Work order ->
Below are the records; restate all of them word for word.
Data shown: Begin
//! Configuration linting
//!
//! Flags settings that are legal but likely to surprise an operator.

use url::Url;

use super::{ValidationResult, ValidationWarning};
use crate::RenewConfig;

/// Lint configuration for risky settings
pub fn lint_config(config: &RenewConfig) -> ValidationResult {
    let mut result = ValidationResult::new();

    // The admin token travels in a header on every request
    if let Ok(url) = Url::parse(&config.registry.host) {
        if url.scheme() == "http" && !is_loopback(&url) {
            result.add_warning(ValidationWarning::new(format!(
                "Registry host '{}' uses plain HTTP; the admin token is sent unencrypted",
                config.registry.host
            )));
        }
    }

    if config.debug {
        result.add_warning(ValidationWarning::new(
            "Debug mode issues certificates from the ACME staging CA; browsers will not trust them",
        ));
    }

    if config.force {
        result.add_warning(ValidationWarning::new(format!(
            "Force is enabled: a new registry entry will be created if none matches '{}'",
            config.domain
        )));
    }

    result
}

fn is_loopback(url: &Url) -> bool {
    matches!(url.host_str(), Some("localhost") | Some("127.0.0.1") | Some("[::1]"))
}
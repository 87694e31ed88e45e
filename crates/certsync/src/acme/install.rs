//! acme.sh installation
//!
//! Detects an existing acme.sh by running `<script> -v` and, when that
//! fails, downloads the official installer and runs it with `sh`.

use std::io::Write;
use std::path::{Path, PathBuf};
use std::time::Duration;

use reqwest::Client;
use tokio::process::Command;
use tracing::{debug, info, warn};

use certsync_config::AcmeSettings;

use super::error::AcmeError;

/// Installs acme.sh on demand
#[derive(Debug, Clone)]
pub struct AcmeInstaller {
    script: PathBuf,
    install_url: String,
    client: Client,
}

impl AcmeInstaller {
    pub fn new(settings: &AcmeSettings) -> Result<Self, AcmeError> {
        let client = Client::builder()
            .timeout(Duration::from_secs(settings.download_timeout_secs))
            .build()?;

        Ok(Self {
            script: settings.script_path(),
            install_url: settings.install_url.clone(),
            client,
        })
    }

    /// Resolved path of the acme.sh script
    pub fn script(&self) -> &Path {
        &self.script
    }

    /// Version reported by `acme.sh -v`, or `None` if it cannot be run
    pub async fn installed_version(&self) -> Option<String> {
        let output = Command::new(&self.script).arg("-v").output().await.ok()?;

        if !output.status.success() {
            debug!(
                script = %self.script.display(),
                status = %output.status,
                "acme.sh version check failed"
            );
            return None;
        }

        let stdout = String::from_utf8_lossy(&output.stdout);
        Some(parse_version_output(&stdout).unwrap_or_else(|| "unknown".to_string()))
    }

    /// Make sure acme.sh is runnable, installing it if necessary
    pub async fn ensure_installed(&self) -> Result<String, AcmeError> {
        if let Some(version) = self.installed_version().await {
            info!(script = %self.script.display(), version = %version, "acme.sh is installed");
            return Ok(version);
        }

        warn!(
            script = %self.script.display(),
            "acme.sh is not installed; running installer"
        );
        self.install().await?;

        self.installed_version()
            .await
            .ok_or_else(|| AcmeError::NotInstalled {
                path: self.script.clone(),
            })
    }

    /// Download the installer and run it
    pub async fn install(&self) -> Result<(), AcmeError> {
        info!(url = %self.install_url, "Downloading acme.sh installer");

        let response = self.client.get(&self.install_url).send().await?;
        if !response.status().is_success() {
            return Err(AcmeError::Install(format!(
                "installer download returned HTTP {}",
                response.status()
            )));
        }
        let script = response.bytes().await?;

        let mut installer = tempfile::Builder::new()
            .prefix("install-acme")
            .suffix(".sh")
            .tempfile()?;
        installer.write_all(&script)?;
        installer.flush()?;

        debug!(
            path = %installer.path().display(),
            bytes = script.len(),
            "Running acme.sh installer"
        );

        let status = Command::new("sh").arg(installer.path()).status().await?;
        if !status.success() {
            return Err(AcmeError::Install(format!("installer exited with {}", status)));
        }

        info!("acme.sh installer finished");
        Ok(())
    }
}

/// Parse a version number from `acme.sh -v` output
///
/// acme.sh prints its project URL followed by a line such as `v3.0.7`.
pub fn parse_version_output(output: &str) -> Option<String> {
    for line in output.lines() {
        for word in line.split_whitespace() {
            let word = word.strip_prefix('v').unwrap_or(word);
            if word.chars().next().map(|c| c.is_ascii_digit()).unwrap_or(false)
                && word.contains('.')
                && !word.contains('/')
            {
                let version = word.split('-').next().unwrap_or(word);
                let version = version.split('+').next().unwrap_or(version);
                return Some(version.to_string());
            }
        }
    }

    None
}
//! Certificate validation
//!
//! Validates the certificate and key files written by the ACME step
//! before they are pushed to the registry.

use super::{ErrorCategory, ValidationError, ValidationResult, ValidationWarning};
use crate::RenewConfig;
use std::path::Path;
use std::time::{Duration, SystemTime};

/// Certificates expiring sooner than this produce a warning
const EXPIRY_WARNING_WINDOW: Duration = Duration::from_secs(30 * 86400);

/// Validate the certificate files for the configured domain
pub fn validate_certificates(config: &RenewConfig) -> ValidationResult {
    let mut result = ValidationResult::new();

    let cert_file = config.cert_file();
    let key_file = config.key_file();

    if !cert_file.exists() {
        result.add_error(ValidationError::new(
            ErrorCategory::Certificate,
            format!(
                "Certificate not found: {:?} (use --force to issue a new one)",
                cert_file
            ),
        ));
        return result;
    }

    if !key_file.exists() {
        result.add_error(ValidationError::new(
            ErrorCategory::Certificate,
            format!("Private key not found: {:?}", key_file),
        ));
        return result;
    }

    match load_and_validate_cert(&cert_file) {
        Ok(Some(expiry_warning)) => {
            result.add_warning(expiry_warning);
        }
        Ok(None) => {}
        Err(e) => {
            result.add_error(e);
        }
    }

    result
}

/// Load a certificate and check its expiry
fn load_and_validate_cert(cert_path: &Path) -> Result<Option<ValidationWarning>, ValidationError> {
    use std::fs;

    let cert_pem = fs::read(cert_path).map_err(|e| {
        ValidationError::new(
            ErrorCategory::Certificate,
            format!("Failed to read certificate {:?}: {}", cert_path, e),
        )
    })?;

    // acme.sh writes the leaf first, so the first PEM block is the one we want
    let pem = pem::parse(&cert_pem).map_err(|e| {
        ValidationError::new(
            ErrorCategory::Certificate,
            format!("Failed to parse certificate {:?}: {}", cert_path, e),
        )
    })?;

    let (_, cert) = x509_parser::parse_x509_certificate(pem.contents()).map_err(|e| {
        ValidationError::new(
            ErrorCategory::Certificate,
            format!("Invalid X509 certificate {:?}: {}", cert_path, e),
        )
    })?;

    let now = SystemTime::now();
    let not_after = cert.validity().not_after.timestamp().max(0) as u64;
    let expiry_time = SystemTime::UNIX_EPOCH + Duration::from_secs(not_after);

    if expiry_time < now {
        return Err(ValidationError::new(
            ErrorCategory::Certificate,
            format!(
                "Certificate expired: {:?} (expired at {})",
                cert_path,
                cert.validity().not_after
            ),
        ));
    }

    if expiry_time < now + EXPIRY_WARNING_WINDOW {
        return Ok(Some(ValidationWarning::new(format!(
            "Certificate expires soon: {:?} (expires at {})",
            cert_path,
            cert.validity().not_after
        ))));
    }

    Ok(None)
}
Data shown: End
Answer to this exercise ->
//! Configuration linting
//!
//! Flags settings that are legal but likely to surprise an operator.

use url::Url;

use super::{ValidationResult, ValidationWarning};
use crate::RenewConfig;

/// Lint configuration for risky settings
pub fn lint_config(config: &RenewConfig) -> ValidationResult {
    let mut result = ValidationResult::new();

    // The admin token travels in a header on every request
    if let Ok(url) = Url::parse(&config.registry.host) {
        if url.scheme() == "http" && !is_loopback(&url) {
            result.add_warning(ValidationWarning::new(format!(
                "Registry host '{}' uses plain HTTP; the admin token is sent unencrypted",
                config.registry.host
            )));
        }
    }

    if config.debug {
        result.add_warning(ValidationWarning::new(
            "Debug mode issues certificates from the ACME staging CA; browsers will not trust them",
        ));
    }

    if config.force {
        result.add_warning(ValidationWarning::new(format!(
            "Force is enabled: a new registry entry will be created if none matches '{}'",
            config.domain
        )));
    }

    result
}

fn is_loopback(url: &Url) -> bool {
    matches!(url.host_str(), Some("localhost") | Some("127.0.0.1") | Some("[::1]"))
}
repository 87694e31ed88e45e
filename crates/certsync/src/acme/install.rs
//! acme.sh installation
//!
//! Detects an existing acme.sh by running `<script> -v` and, when that
//! fails, downloads the official installer and runs it with `sh`.

use std::io::Write;
use std::path::{Path, PathBuf};
use std::time::Duration;

use reqwest::Client;
use tokio::process::Command;
use tracing::{debug, info, warn};

use certsync_config::AcmeSettings;

use super::error::AcmeError;

/// Installs acme.sh on demand
#[derive(Debug, Clone)]
pub struct AcmeInstaller {
    script: PathBuf,
    install_url: String,
    client: Client,
}

impl AcmeInstaller {
    pub fn new(settings: &AcmeSettings) -> Result<Self, AcmeError> {
        let client = Client::builder()
            .timeout(Duration::from_secs(settings.download_timeout_secs))
            .build()?;

        Ok(Self {
            script: settings.script_path(),
            install_url: settings.install_url.clone(),
            client,
        })
    }

    /// Resolved path of the acme.sh script
    pub fn script(&self) -> &Path {
        &self.script
    }

    /// Version reported by `acme.sh -v`, or `None` if it cannot be run
    pub async fn installed_version(&self) -> Option<String> {
        let output = Command::new(&self.script).arg("-v").output().await.ok()?;

        if !output.status.success() {
            debug!(
                script = %self.script.display(),
                status = %output.status,
                "acme.sh version check failed"
            );
            return None;
        }

        let stdout = String::from_utf8_lossy(&output.stdout);
        Some(parse_version_output(&stdout).unwrap_or_else(|| "unknown".to_string()))
    }

    /// Make sure acme.sh is runnable, installing it if necessary
    pub async fn ensure_installed(&self) -> Result<String, AcmeError> {
        if let Some(version) = self.installed_version().await {
            info!(script = %self.script.display(), version = %version, "acme.sh is installed");
            return Ok(version);
        }

        warn!(
            script = %self.script.display(),
            "acme.sh is not installed; running installer"
        );
        self.install().await?;

        self.installed_version()
            .await
            .ok_or_else(|| AcmeError::NotInstalled {
                path: self.script.clone(),
            })
    }

    /// Download the installer and run it
    pub async fn install(&self) -> Result<(), AcmeError> {
        info!(url = %self.install_url, "Downloading acme.sh installer");

        let response = self.client.get(&self.install_url).send().await?;
        if !response.status().is_success() {
            return Err(AcmeError::Install(format!(
                "installer download returned HTTP {}",
                response.status()
            )));
        }
        let script = response.bytes().await?;

        let mut installer = tempfile::Builder::new()
            .prefix("install-acme")
            .suffix(".sh")
            .tempfile()?;
        installer.write_all(&script)?;
        installer.flush()?;

        debug!(
            path = %installer.path().display(),
            bytes = script.len(),
            "Running acme.sh installer"
        );

        let status = Command::new("sh").arg(installer.path()).status().await?;
        if !status.success() {
            return Err(AcmeError::Install(format!("installer exited with {}", status)));
        }

        info!("acme.sh installer finished");
        Ok(())
    }
}

/// Parse a version number from `acme.sh -v` output
///
/// acme.sh prints its project URL followed by a line such as `v3.0.7`.
pub fn parse_version_output(output: &str) -> Option<String> {
    for line in output.lines() {
        for word in line.split_whitespace() {
            let word = word.strip_prefix('v').unwrap_or(word);
            if word.chars().next().map(|c| c.is_ascii_digit()).unwrap_or(false)
                && word.contains('.')
                && !word.contains('/')
            {
                let version = word.split('-').next().unwrap_or(word);
                let version = version.split('+').next().unwrap_or(version);
                return Some(version.to_string());
            }
        }
    }

    None
}
//! Certificate validation
//!
//! Validates the certificate and key files written by the ACME step
//! before they are pushed to the registry.

use super::{ErrorCategory, ValidationError, ValidationResult, ValidationWarning};
use crate::RenewConfig;
use std::path::Path;
use std::time::{Duration, SystemTime};

/// Certificates expiring sooner than this produce a warning
const EXPIRY_WARNING_WINDOW: Duration = Duration::from_secs(30 * 86400);

/// Validate the certificate files for the configured domain
pub fn validate_certificates(config: &RenewConfig) -> ValidationResult {
    let mut result = ValidationResult::new();

    let cert_file = config.cert_file();
    let key_file = config.key_file();

    if !cert_file.exists() {
        result.add_error(ValidationError::new(
            ErrorCategory::Certificate,
            format!(
                "Certificate not found: {:?} (use --force to issue a new one)",
                cert_file
            ),
        ));
        return result;
    }

    if !key_file.exists() {
        result.add_error(ValidationError::new(
            ErrorCategory::Certificate,
            format!("Private key not found: {:?}", key_file),
        ));
        return result;
    }

    match load_and_validate_cert(&cert_file) {
        Ok(Some(expiry_warning)) => {
            result.add_warning(expiry_warning);
        }
        Ok(None) => {}
        Err(e) => {
            result.add_error(e);
        }
    }

    result
}

/// Load a certificate and check its expiry
fn load_and_validate_cert(cert_path: &Path) -> Result<Option<ValidationWarning>, ValidationError> {
    use std::fs;

    let cert_pem = fs::read(cert_path).map_err(|e| {
        ValidationError::new(
            ErrorCategory::Certificate,
            format!("Failed to read certificate {:?}: {}", cert_path, e),
        )
    })?;

    // acme.sh writes the leaf first, so the first PEM block is the one we want
    let pem = pem::parse(&cert_pem).map_err(|e| {
        ValidationError::new(
            ErrorCategory::Certificate,
            format!("Failed to parse certificate {:?}: {}", cert_path, e),
        )
    })?;

    let (_, cert) = x509_parser::parse_x509_certificate(pem.contents()).map_err(|e| {
        ValidationError::new(
            ErrorCategory::Certificate,
            format!("Invalid X509 certificate {:?}: {}", cert_path, e),
        )
    })?;

    let now = SystemTime::now();
    let not_after = cert.validity().not_after.timestamp().max(0) as u64;
    let expiry_time = SystemTime::UNIX_EPOCH + Duration::from_secs(not_after);

    if expiry_time < now {
        return Err(ValidationError::new(
            ErrorCategory::Certificate,
            format!(
                "Certificate expired: {:?} (expired at {})",
                cert_path,
                cert.validity().not_after
            ),
        ));
    }

    if expiry_time < now + EXPIRY_WARNING_WINDOW {
        return Ok(Some(ValidationWarning::new(format!(
            "Certificate expires soon: {:?} (expires at {})",
            cert_path,
            cert.validity().not_after
        ))));
    }

    Ok(None)
}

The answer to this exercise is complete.